The Gilder Lehrman Institute of American History

In 1757 liet Eve Scurlock, herbergierster in New York, vijf slaven vrij in haar testament, waarbij ze zich beriep op hun trouw, dienstbaarheid en goede gedrag. Onder hen was een vrouw genaamd Ann, aan wie Scurlock ook geld, kleding en huishoudelijke artikelen naliet. Hoewel het testament van Scurlock voorzag in de vrijheid van Ann en de andere slaven, garandeerde de testamentaire manumissie van een slavenhouder niet de vrijheid van een slaaf. In 1730 werd in New York een “Act for the Effectual preventing and punishing the Conspiracy and Insurrection of Negroes and other slaves” (Wet ter effectieve voorkoming en bestraffing van samenzwering en opstand van negers en andere slaven) uitgevaardigd, waarin van bevrijde slaven werd geëist dat zij een borgsom aan de regering zouden betalen om te garanderen dat zij niet zouden deelnemen aan slavenopstanden en dat zij geen last zouden worden voor de stad waar zij woonden.

Hoewel de borgsom in New York voor een slaaf een fors bedrag was – minstens £ 200 – hadden veel staten nog strengere manumissie-wetten.
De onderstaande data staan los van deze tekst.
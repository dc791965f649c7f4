//! Execution and step result records

use std::fmt;
use std::time::Duration;

use chrono::{DateTime, Utc};
use clap::ValueEnum;
use serde::{Serialize, Serializer};
use serde_json::Value;
use uuid::Uuid;

use crate::http::HttpMethod;
use crate::process::Step;

#[derive(Debug, Clone, Copy, PartialEq, Eq, Serialize)]
#[serde(rename_all = "SCREAMING_SNAKE_CASE")]
pub enum StepStatus {
    Success,
    Failed,
    /// The call completed but the response broke its schema
    ValidationError,
}

impl fmt::Display for StepStatus {
    fn fmt(&self, f: &mut fmt::Formatter<'_>) -> fmt::Result {
        f.write_str(match self {
            StepStatus::Success => "SUCCESS",
            StepStatus::Failed => "FAILED",
            StepStatus::ValidationError => "VALIDATION_ERROR",
        })
    }
}

#[derive(Debug, Clone, Copy, PartialEq, Eq, Serialize)]
#[serde(rename_all = "SCREAMING_SNAKE_CASE")]
pub enum ExecutionStatus {
    Running,
    Completed,
    Failed,
}

impl fmt::Display for ExecutionStatus {
    fn fmt(&self, f: &mut fmt::Formatter<'_>) -> fmt::Result {
        f.write_str(match self {
            ExecutionStatus::Running => "RUNNING",
            ExecutionStatus::Completed => "COMPLETED",
            ExecutionStatus::Failed => "FAILED",
        })
    }
}

/// Which API environment a run targets
#[derive(Debug, Clone, Copy, Default, PartialEq, Eq, Serialize, ValueEnum)]
#[serde(rename_all = "SCREAMING_SNAKE_CASE")]
pub enum ExecutionMode {
    /// Plain TLS against the standard base URL
    #[default]
    Standard,
    /// Client-certificate TLS against the GOST base URL
    Gost,
}

impl fmt::Display for ExecutionMode {
    fn fmt(&self, f: &mut fmt::Formatter<'_>) -> fmt::Result {
        f.write_str(match self {
            ExecutionMode::Standard => "STANDARD",
            ExecutionMode::Gost => "GOST",
        })
    }
}

fn as_millis<S: Serializer>(d: &Duration, s: S) -> Result<S::Ok, S::Error> {
    s.serialize_u64(d.as_millis() as u64)
}

/// Outcome of one step
#[derive(Debug, Clone, Serialize)]
pub struct StepResult {
    pub step_id: String,
    pub step_name: String,
    pub order: usize,
    pub status: StepStatus,
    pub method: Option<HttpMethod>,
    pub url: Option<String>,
    pub request_payload: Option<Value>,
    pub response_payload: Option<String>,
    pub http_status: Option<u16>,
    pub error: Option<String>,
    pub validation_errors: Vec<String>,
    #[serde(rename = "duration_ms", serialize_with = "as_millis")]
    pub duration: Duration,
}

impl StepResult {
    /// Empty successful result for a step
    pub fn for_step(step: &Step) -> Self {
        Self {
            step_id: step.id.clone(),
            step_name: step.name.clone(),
            order: step.order,
            status: StepStatus::Success,
            method: step.method,
            url: None,
            request_payload: None,
            response_payload: None,
            http_status: None,
            error: None,
            validation_errors: Vec::new(),
            duration: Duration::ZERO,
        }
    }

    pub fn fail(mut self, error: impl Into<String>) -> Self {
        self.status = StepStatus::Failed;
        self.error = Some(error.into());
        self
    }

    pub fn passed(&self) -> bool {
        self.status == StepStatus::Success
    }
}

/// One run of a process definition
#[derive(Debug, Clone, Serialize)]
pub struct Execution {
    pub id: Uuid,
    pub process_name: String,
    pub mode: ExecutionMode,
    pub status: ExecutionStatus,
    pub started_at: DateTime<Utc>,
    pub completed_at: Option<DateTime<Utc>>,
    pub step_results: Vec<StepResult>,
    pub error_summary: Option<String>,
}

impl Execution {
    pub fn start(process_name: impl Into<String>, mode: ExecutionMode) -> Self {
        Self {
            id: Uuid::new_v4(),
            process_name: process_name.into(),
            mode,
            status: ExecutionStatus::Running,
            started_at: Utc::now(),
            completed_at: None,
            step_results: Vec::new(),
            error_summary: None,
        }
    }

    pub fn record(&mut self, result: StepResult) {
        self.step_results.push(result);
    }

    /// Settle the status from the recorded results
    pub fn finish(&mut self) {
        let all_passed = self.step_results.iter().all(StepResult::passed);
        self.status = if all_passed {
            ExecutionStatus::Completed
        } else {
            ExecutionStatus::Failed
        };
        if !all_passed {
            self.error_summary = Some(self.failure_summary());
        }
        self.completed_at = Some(Utc::now());
    }

    /// Mark the run failed for a reason outside any single step
    pub fn abort(&mut self, message: impl fmt::Display) {
        self.status = ExecutionStatus::Failed;
        self.error_summary = Some(format!("Execution failed: {}", message));
        self.completed_at = Some(Utc::now());
    }

    pub fn duration(&self) -> Option<chrono::Duration> {
        self.completed_at.map(|end| end - self.started_at)
    }

    fn failure_summary(&self) -> String {
        let mut summary = String::from("Execution failed with the following errors:\n\n");
        for result in self.step_results.iter().filter(|r| !r.passed()) {
            summary.push_str(&format!("Step: {}\n", result.step_name));
            summary.push_str(&format!("Status: {}\n", result.status));
            if let Some(ref error) = result.error {
                summary.push_str(&format!("Error: {}\n", error));
            }
            for violation in &result.validation_errors {
                summary.push_str(&format!("Validation: {}\n", violation));
            }
            summary.push('\n');
        }
        summary
    }
}
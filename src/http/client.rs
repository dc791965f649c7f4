//! HTTP client construction per execution mode

use std::path::{Path, PathBuf};
use std::time::Duration;

use reqwest::Client;
use tracing::debug;

use crate::errors::FlowpulseError;

/// PEM material for client-certificate TLS
#[derive(Debug, Clone, Default, PartialEq, Eq)]
pub struct TlsOptions {
    pub ca_cert: Option<PathBuf>,
    pub client_cert: Option<PathBuf>,
    /// Separate key file; when absent the key is read from `client_cert`
    pub client_key: Option<PathBuf>,
}

impl TlsOptions {
    pub fn is_empty(&self) -> bool {
        self.ca_cert.is_none() && self.client_cert.is_none()
    }
}

fn read_pem(path: &Path) -> Result<Vec<u8>, FlowpulseError> {
    std::fs::read(path).map_err(|e| {
        FlowpulseError::Config(format!("Cannot read '{}': {}", path.display(), e))
    })
}

/// Build a client, adding the CA certificate and identity when configured
pub fn build_client(timeout: Duration, tls: &TlsOptions) -> Result<Client, FlowpulseError> {
    let mut builder = Client::builder()
        .timeout(timeout)
        .user_agent(concat!("flowpulse/", env!("CARGO_PKG_VERSION")));

    if let Some(ref ca_path) = tls.ca_cert {
        let cert = reqwest::Certificate::from_pem(&read_pem(ca_path)?)
            .map_err(|e| FlowpulseError::Config(format!("Invalid CA certificate: {}", e)))?;
        builder = builder.add_root_certificate(cert);
        debug!(path = %ca_path.display(), "Added CA certificate");
    }

    if let Some(ref cert_path) = tls.client_cert {
        let mut pem = read_pem(cert_path)?;
        if let Some(ref key_path) = tls.client_key {
            pem.extend_from_slice(b"\n");
            pem.extend_from_slice(&read_pem(key_path)?);
        }
        let identity = reqwest::Identity::from_pem(&pem)
            .map_err(|e| FlowpulseError::Config(format!("Invalid client certificate/key: {}", e)))?;
        builder = builder.identity(identity);
        debug!(path = %cert_path.display(), "Added client identity");
    }

    builder.build().map_err(FlowpulseError::Request)
}
//! CLI argument definitions using clap

use clap::{ArgAction, Parser, ValueEnum};
use serde_json::Value;
use std::fmt;
use std::path::PathBuf;

use crate::pipeline::ExecutionMode;
use crate::process::Dialect;

/// A string that redacts its value in Debug output to prevent credential leakage
#[derive(Clone, Default)]
pub struct SecretString(pub String);

impl SecretString {
    pub fn as_str(&self) -> &str {
        &self.0
    }

    pub fn into_inner(self) -> String {
        self.0
    }
}

impl fmt::Debug for SecretString {
    fn fmt(&self, f: &mut fmt::Formatter<'_>) -> fmt::Result {
        if self.0.is_empty() {
            write!(f, "SecretString(\"\")")
        } else {
            write!(f, "SecretString(\"[REDACTED]\")")
        }
    }
}

impl fmt::Display for SecretString {
    fn fmt(&self, f: &mut fmt::Formatter<'_>) -> fmt::Result {
        if self.0.is_empty() {
            write!(f, "")
        } else {
            write!(f, "[REDACTED]")
        }
    }
}

impl From<String> for SecretString {
    fn from(s: String) -> Self {
        SecretString(s)
    }
}

impl std::str::FromStr for SecretString {
    type Err = std::convert::Infallible;

    fn from_str(s: &str) -> Result<Self, Self::Err> {
        Ok(SecretString(s.to_string()))
    }
}

/// flowpulse - run API test scenarios described by BPMN or sequence diagrams
#[derive(Parser, Debug, Clone)]
#[command(name = "flowpulse", version, about, long_about = None)]
pub struct Args {
    /// Diagram file (.bpmn / .xml or a PlantUML-style sequence diagram)
    #[arg(value_name = "DIAGRAM")]
    pub diagram: PathBuf,

    /// Process name (default: BPMN process name, else the file stem)
    #[arg(long = "name", value_name = "NAME")]
    pub name: Option<String>,

    /// Diagram dialect
    #[arg(long = "dialect", value_enum, default_value_t = Dialect::Auto)]
    pub dialect: Dialect,

    // =========================================================================
    // RUN CONTROL
    // =========================================================================

    /// Parse only and print the ordered step plan
    #[arg(long = "validate", action = ArgAction::SetTrue, conflicts_with = "dry_run")]
    pub validate: bool,

    /// Print the plan with resolved URLs without sending any request
    #[arg(long = "dry-run", action = ArgAction::SetTrue)]
    pub dry_run: bool,

    /// Target environment
    #[arg(long = "mode", value_enum, default_value_t = ExecutionMode::Standard)]
    pub mode: ExecutionMode,

    /// API base URL (overrides config and FLOWPULSE_BASE_URL)
    #[arg(long = "base-url", value_name = "URL")]
    pub base_url: Option<String>,

    /// Per-request timeout in seconds
    #[arg(long = "timeout", value_name = "SECONDS")]
    pub timeout: Option<f64>,

    /// Config file (default: <config dir>/flowpulse/config.toml)
    #[arg(long = "config", value_name = "PATH")]
    pub config: Option<PathBuf>,

    /// Seed the execution context: key=value, value parsed as JSON when possible
    #[arg(long = "var", value_name = "KEY=VALUE", value_parser = parse_var, action = ArgAction::Append)]
    pub vars: Vec<(String, Value)>,

    /// Generate request bodies from endpoint schemas
    #[arg(long = "generate-data", action = ArgAction::SetTrue)]
    pub generate_data: bool,

    // =========================================================================
    // AUTHENTICATION
    // =========================================================================

    /// Token endpoint for client-credentials auth steps
    #[arg(long = "auth-url", value_name = "URL")]
    pub auth_url: Option<String>,

    /// OAuth2 client id
    #[arg(long = "client-id", value_name = "ID")]
    pub client_id: Option<String>,

    /// OAuth2 client secret
    #[arg(long = "client-secret", value_name = "SECRET")]
    pub client_secret: Option<SecretString>,

    // =========================================================================
    // OUTPUT
    // =========================================================================

    /// Print JSON lines (step results, then the execution summary)
    #[arg(long = "json", action = ArgAction::SetTrue)]
    pub json: bool,

    /// Verbose output. Use -vv for even more verbose
    #[arg(short = 'v', long = "verbose", action = ArgAction::Count)]
    pub verbose: u8,

    /// Output format for diagnostic logs on stderr
    #[arg(long = "log-format", value_name = "FORMAT", value_enum, default_value_t = LogFormat::Text)]
    pub log_format: LogFormat,
}

/// Log format for structured output (CI/CD)
#[derive(Copy, Clone, Debug, Default, PartialEq, Eq, ValueEnum)]
pub enum LogFormat {
    /// Plain text output (default)
    #[default]
    Text,
    /// JSON Lines format for parsing
    Json,
}

/// `key=value` with the value read as JSON when it parses, else as a string
pub fn parse_var(s: &str) -> Result<(String, Value), String> {
    let (key, raw) = s
        .split_once('=')
        .ok_or_else(|| format!("expected KEY=VALUE, got '{}'", s))?;
    let key = key.trim();
    if key.is_empty() {
        return Err(format!("empty key in '{}'", s));
    }
    let value = serde_json::from_str(raw).unwrap_or_else(|_| Value::String(raw.to_string()));
    Ok((key.to_string(), value))
}

#[cfg(test)]
mod tests {
    use super::*;
    use serde_json::json;

    #[test]
    fn test_parse_var() {
        assert_eq!(parse_var("accountId=123").unwrap(), ("accountId".into(), json!(123)));
        assert_eq!(parse_var("name=alice").unwrap(), ("name".into(), json!("alice")));
        assert_eq!(parse_var("flags={\"a\":true}").unwrap().1, json!({"a": true}));
        assert_eq!(parse_var("q=a=b").unwrap().1, json!("a=b"));
        assert!(parse_var("novalue").is_err());
        assert!(parse_var("=1").is_err());
    }

    #[test]
    fn test_args_parse() {
        let args = Args::try_parse_from([
            "flowpulse",
            "flow.bpmn",
            "--mode",
            "gost",
            "--var",
            "accountId=7",
            "--var",
            "x=y",
            "--client-secret",
            "hush",
            "-vv",
        ])
        .unwrap();
        assert_eq!(args.mode, ExecutionMode::Gost);
        assert_eq!(args.vars.len(), 2);
        assert_eq!(args.verbose, 2);
        assert_eq!(args.dialect, Dialect::Auto);
        assert!(!format!("{:?}", args).contains("hush"));
    }

    #[test]
    fn test_validate_conflicts_with_dry_run() {
        assert!(Args::try_parse_from(["flowpulse", "a.puml", "--validate", "--dry-run"]).is_err());
    }

    #[test]
    fn test_secret_string_redaction() {
        let secret = SecretString("hunter2".to_string());
        assert_eq!(format!("{}", secret), "[REDACTED]");
        assert_eq!(secret.as_str(), "hunter2");
    }
}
In South Carolina moesten de bij testament of akte bevrijde slaven de kolonie binnen zes maanden na hun manumissie verlaten of opnieuw tot slaaf worden gemaakt. In Virginia was wettelijk bepaald dat slaven onder geen enkele omstandigheid mochten worden vrijgelaten, en een wet uit 1752 in Maryland verbood slavenhouders slaven vrij te laten in een testament.

Dit juridische document vermeldt de manumissie-obligatie voor Scurlocks slavin, Ann. De obligatie van 200 pond werd betaald door twee familieleden van Scurlock – haar neef John Vanduersen, een koorddanser, en haar broer Peter Burger, een kuiper. Onder de getuigen van de obligatie was Philip Livingston, een wethouder van New York City die later zou dienen als afgevaardigde naar het Continentaal Congres en de Onafhankelijkheidsverklaring zou ondertekenen.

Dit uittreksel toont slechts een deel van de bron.